## Requirement
Filter the records below for the word "FraudDesk". Copy each line that holds it.

-.-.-

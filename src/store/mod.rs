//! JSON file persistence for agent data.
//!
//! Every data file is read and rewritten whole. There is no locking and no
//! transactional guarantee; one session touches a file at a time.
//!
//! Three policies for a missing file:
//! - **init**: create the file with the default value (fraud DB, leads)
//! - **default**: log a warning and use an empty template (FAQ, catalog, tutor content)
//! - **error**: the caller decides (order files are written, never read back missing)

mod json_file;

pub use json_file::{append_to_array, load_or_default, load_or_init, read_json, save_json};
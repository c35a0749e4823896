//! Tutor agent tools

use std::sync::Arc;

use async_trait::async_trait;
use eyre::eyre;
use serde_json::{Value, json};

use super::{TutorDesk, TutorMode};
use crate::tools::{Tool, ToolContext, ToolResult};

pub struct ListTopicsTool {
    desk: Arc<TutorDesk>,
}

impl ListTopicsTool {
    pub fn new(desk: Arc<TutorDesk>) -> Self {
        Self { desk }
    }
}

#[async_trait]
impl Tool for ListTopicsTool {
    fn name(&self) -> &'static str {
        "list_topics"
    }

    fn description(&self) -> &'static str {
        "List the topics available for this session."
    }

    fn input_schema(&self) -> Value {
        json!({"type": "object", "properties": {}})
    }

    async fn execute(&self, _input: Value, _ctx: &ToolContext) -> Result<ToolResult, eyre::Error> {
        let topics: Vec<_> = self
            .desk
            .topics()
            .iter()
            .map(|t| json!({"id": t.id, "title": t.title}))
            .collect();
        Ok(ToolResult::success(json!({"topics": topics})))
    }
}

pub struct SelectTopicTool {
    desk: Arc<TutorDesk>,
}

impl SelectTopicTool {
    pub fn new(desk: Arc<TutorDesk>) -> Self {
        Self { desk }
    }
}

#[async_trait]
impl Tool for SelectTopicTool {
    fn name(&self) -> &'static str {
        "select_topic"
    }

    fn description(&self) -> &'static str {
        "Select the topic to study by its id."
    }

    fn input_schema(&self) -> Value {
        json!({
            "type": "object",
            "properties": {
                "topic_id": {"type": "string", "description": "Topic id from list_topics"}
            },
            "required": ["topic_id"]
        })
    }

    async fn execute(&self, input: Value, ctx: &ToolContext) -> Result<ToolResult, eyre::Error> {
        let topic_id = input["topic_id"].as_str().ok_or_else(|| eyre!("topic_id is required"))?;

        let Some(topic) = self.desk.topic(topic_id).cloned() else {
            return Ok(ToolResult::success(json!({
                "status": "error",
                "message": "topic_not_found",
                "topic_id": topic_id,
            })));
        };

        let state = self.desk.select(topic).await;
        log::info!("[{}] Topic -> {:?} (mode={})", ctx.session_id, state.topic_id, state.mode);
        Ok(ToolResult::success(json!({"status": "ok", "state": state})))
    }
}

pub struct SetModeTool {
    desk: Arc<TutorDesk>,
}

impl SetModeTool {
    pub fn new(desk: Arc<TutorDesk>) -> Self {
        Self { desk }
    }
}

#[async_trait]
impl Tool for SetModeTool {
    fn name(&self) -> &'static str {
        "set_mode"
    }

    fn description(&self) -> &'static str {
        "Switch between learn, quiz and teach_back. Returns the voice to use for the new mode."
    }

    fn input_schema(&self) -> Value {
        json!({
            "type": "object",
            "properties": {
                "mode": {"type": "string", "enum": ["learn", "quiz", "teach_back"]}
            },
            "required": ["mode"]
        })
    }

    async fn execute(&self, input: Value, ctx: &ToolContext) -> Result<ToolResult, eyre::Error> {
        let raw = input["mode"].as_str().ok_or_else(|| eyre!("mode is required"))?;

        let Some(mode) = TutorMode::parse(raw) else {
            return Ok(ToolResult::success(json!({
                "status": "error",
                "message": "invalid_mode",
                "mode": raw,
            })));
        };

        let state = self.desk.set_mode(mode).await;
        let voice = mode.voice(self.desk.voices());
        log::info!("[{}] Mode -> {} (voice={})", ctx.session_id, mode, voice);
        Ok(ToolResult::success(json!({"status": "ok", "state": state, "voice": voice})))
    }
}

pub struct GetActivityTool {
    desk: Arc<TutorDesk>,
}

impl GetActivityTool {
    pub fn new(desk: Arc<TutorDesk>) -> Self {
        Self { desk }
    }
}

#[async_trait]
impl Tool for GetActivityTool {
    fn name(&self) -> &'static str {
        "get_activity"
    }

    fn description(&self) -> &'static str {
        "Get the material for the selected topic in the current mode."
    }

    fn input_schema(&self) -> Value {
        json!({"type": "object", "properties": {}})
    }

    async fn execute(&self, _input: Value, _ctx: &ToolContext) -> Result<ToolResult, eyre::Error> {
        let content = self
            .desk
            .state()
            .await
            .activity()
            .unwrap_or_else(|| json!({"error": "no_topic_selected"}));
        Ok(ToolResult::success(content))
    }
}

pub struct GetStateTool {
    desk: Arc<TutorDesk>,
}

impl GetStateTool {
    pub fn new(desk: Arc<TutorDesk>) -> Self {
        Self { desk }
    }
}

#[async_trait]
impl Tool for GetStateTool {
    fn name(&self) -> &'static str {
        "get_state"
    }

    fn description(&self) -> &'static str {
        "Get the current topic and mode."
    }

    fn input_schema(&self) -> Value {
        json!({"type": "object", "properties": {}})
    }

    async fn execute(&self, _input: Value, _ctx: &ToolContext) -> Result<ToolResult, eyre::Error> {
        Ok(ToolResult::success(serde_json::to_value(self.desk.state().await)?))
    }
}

-.-.-

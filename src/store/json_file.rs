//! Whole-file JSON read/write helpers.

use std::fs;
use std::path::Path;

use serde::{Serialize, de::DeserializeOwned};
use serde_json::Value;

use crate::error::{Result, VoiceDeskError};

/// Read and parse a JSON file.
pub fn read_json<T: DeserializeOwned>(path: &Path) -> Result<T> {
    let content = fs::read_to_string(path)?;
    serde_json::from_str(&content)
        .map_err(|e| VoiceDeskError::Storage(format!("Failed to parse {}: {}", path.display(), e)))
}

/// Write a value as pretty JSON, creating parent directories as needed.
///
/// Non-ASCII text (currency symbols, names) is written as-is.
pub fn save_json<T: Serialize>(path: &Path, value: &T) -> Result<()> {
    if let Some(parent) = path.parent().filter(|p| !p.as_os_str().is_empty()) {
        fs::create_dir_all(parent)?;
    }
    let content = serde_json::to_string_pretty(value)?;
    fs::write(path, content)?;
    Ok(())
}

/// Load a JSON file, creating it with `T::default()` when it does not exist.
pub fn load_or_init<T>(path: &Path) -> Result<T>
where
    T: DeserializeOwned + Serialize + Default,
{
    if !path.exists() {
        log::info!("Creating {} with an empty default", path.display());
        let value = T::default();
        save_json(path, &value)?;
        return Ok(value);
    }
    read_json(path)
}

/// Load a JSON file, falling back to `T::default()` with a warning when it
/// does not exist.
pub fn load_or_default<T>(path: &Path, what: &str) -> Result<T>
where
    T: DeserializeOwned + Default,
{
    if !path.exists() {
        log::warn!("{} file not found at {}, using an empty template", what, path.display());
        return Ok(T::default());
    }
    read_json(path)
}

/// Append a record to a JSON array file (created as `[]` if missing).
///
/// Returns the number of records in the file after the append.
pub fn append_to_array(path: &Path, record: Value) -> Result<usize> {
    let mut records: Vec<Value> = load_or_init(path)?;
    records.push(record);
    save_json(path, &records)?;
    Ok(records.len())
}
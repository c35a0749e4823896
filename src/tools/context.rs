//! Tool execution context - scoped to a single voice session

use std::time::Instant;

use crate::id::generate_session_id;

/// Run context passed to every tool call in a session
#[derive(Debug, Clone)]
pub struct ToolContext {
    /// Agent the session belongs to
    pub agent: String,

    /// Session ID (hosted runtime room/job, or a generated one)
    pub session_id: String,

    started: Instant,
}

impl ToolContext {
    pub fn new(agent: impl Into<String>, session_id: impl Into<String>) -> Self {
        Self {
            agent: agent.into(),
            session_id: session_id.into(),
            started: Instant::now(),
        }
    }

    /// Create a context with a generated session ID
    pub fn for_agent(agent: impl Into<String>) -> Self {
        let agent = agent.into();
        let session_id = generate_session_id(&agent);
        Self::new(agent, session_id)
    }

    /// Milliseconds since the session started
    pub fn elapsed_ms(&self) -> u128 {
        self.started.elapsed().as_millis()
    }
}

-.-.-

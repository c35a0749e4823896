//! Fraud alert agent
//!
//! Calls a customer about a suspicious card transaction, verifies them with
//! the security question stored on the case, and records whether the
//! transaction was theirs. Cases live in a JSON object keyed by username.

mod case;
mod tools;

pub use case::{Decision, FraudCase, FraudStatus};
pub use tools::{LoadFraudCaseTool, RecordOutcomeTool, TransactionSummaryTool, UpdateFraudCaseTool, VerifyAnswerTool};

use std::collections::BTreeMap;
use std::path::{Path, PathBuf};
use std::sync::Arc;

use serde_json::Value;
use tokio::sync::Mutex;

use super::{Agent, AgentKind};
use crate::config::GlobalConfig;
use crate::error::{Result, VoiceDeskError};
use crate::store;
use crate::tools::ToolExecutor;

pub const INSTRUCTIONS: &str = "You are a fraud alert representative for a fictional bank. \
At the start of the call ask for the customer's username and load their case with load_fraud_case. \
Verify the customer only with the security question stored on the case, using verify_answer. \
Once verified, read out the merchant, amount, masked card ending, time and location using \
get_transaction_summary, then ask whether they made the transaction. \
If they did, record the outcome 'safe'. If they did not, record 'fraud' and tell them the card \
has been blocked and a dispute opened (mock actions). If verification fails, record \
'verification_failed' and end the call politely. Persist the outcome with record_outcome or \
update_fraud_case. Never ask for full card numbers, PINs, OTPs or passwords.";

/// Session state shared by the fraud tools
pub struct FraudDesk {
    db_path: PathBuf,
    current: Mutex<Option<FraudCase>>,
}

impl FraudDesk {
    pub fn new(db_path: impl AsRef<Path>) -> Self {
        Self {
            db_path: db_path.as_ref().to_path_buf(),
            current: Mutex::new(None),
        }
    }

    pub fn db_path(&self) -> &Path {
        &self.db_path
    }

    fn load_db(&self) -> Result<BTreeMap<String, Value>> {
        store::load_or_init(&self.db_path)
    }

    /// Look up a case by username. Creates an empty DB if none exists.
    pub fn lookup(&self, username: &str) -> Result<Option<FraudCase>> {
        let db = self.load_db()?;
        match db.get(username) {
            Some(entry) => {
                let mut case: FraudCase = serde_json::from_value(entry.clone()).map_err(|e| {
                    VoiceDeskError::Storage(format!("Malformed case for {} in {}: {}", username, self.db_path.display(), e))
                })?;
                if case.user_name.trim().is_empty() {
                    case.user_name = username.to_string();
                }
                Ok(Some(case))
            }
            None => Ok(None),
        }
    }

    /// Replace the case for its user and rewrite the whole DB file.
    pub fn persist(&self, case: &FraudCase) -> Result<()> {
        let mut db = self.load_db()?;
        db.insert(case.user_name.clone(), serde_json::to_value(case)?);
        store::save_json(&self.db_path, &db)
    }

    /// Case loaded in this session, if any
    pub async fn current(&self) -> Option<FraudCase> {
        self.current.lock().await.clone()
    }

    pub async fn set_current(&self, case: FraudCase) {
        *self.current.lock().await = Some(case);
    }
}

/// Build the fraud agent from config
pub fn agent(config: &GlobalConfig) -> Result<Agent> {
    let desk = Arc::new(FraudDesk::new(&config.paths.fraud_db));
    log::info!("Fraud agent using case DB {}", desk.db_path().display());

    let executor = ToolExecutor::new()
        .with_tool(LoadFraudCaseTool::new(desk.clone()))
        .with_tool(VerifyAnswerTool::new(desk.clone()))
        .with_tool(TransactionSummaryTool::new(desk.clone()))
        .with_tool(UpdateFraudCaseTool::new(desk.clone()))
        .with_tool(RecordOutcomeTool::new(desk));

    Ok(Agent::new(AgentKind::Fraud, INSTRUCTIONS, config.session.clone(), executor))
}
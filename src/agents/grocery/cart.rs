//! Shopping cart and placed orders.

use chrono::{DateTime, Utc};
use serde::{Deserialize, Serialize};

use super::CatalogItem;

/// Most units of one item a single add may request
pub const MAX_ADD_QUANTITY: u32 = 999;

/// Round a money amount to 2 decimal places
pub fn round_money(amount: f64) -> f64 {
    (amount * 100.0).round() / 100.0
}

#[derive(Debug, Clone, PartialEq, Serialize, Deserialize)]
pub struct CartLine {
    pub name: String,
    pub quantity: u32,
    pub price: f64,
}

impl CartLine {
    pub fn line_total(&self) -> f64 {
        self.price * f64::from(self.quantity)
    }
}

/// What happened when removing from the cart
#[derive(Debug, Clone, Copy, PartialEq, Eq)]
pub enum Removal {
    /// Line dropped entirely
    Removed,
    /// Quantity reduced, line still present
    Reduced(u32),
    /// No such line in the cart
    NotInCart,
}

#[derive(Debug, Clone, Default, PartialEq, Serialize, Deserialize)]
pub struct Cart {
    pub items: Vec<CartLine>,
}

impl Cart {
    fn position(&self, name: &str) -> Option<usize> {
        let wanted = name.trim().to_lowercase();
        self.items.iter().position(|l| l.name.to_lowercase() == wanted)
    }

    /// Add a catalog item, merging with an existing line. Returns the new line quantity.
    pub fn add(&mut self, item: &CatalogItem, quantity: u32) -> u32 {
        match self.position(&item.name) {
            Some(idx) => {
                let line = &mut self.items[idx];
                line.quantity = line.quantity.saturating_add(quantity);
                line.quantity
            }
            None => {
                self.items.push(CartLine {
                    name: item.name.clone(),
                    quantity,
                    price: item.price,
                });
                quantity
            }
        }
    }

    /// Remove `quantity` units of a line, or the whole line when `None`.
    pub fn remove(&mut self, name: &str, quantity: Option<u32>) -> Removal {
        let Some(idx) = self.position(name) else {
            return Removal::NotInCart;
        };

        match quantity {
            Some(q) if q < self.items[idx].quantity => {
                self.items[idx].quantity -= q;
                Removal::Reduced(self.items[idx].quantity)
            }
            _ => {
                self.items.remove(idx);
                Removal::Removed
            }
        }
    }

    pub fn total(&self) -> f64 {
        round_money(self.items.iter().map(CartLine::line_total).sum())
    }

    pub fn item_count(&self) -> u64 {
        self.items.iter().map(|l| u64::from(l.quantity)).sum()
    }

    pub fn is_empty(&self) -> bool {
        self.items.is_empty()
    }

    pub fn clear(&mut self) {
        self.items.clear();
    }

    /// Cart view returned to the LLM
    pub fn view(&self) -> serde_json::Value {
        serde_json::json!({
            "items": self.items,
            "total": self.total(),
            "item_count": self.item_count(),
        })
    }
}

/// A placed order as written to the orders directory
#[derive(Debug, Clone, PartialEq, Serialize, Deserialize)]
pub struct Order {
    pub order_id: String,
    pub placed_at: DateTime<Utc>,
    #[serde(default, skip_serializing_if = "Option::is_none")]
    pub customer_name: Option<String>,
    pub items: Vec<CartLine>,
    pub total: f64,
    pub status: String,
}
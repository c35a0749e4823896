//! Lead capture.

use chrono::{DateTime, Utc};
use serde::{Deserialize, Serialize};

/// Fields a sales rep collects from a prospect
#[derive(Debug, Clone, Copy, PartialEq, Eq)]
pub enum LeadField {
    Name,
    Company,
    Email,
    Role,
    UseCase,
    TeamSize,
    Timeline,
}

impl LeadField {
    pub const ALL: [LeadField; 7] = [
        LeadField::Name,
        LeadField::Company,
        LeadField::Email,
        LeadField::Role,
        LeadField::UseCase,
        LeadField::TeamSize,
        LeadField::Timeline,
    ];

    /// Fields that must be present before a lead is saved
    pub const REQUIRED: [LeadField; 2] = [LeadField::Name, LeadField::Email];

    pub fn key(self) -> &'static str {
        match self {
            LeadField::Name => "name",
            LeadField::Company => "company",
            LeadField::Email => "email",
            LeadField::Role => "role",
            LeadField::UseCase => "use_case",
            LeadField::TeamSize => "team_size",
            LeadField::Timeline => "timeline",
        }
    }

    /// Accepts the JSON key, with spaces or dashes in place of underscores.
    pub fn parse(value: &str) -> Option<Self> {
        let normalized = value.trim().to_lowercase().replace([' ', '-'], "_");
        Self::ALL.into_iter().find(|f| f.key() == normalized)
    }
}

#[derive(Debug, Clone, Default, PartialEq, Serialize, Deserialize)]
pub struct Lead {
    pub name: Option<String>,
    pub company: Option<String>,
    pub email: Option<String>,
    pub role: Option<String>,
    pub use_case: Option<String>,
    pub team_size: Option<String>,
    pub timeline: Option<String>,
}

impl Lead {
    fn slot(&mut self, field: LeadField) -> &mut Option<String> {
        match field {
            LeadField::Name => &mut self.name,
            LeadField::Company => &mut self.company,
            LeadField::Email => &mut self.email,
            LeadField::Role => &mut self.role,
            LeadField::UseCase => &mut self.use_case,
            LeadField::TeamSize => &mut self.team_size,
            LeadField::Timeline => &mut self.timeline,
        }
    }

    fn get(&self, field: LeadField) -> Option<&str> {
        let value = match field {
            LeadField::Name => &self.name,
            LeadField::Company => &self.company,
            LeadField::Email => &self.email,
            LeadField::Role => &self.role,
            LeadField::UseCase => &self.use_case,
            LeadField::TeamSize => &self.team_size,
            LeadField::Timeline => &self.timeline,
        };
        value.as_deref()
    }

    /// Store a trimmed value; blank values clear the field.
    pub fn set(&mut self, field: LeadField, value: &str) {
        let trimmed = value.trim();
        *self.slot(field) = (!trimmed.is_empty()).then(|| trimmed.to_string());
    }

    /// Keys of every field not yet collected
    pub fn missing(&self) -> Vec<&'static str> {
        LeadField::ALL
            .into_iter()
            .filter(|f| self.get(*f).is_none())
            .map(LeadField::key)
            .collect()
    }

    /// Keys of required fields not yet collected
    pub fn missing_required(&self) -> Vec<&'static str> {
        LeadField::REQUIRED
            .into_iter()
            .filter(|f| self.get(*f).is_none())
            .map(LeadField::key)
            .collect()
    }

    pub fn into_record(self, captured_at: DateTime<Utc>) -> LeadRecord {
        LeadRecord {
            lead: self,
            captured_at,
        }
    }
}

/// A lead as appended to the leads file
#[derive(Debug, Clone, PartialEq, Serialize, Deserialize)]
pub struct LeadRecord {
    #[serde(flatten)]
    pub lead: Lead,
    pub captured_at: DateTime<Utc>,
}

-.-.-

## Your response
pub struct FraudDesk {
impl FraudDesk {
    let desk = Arc::new(FraudDesk::new(&config.paths.fraud_db));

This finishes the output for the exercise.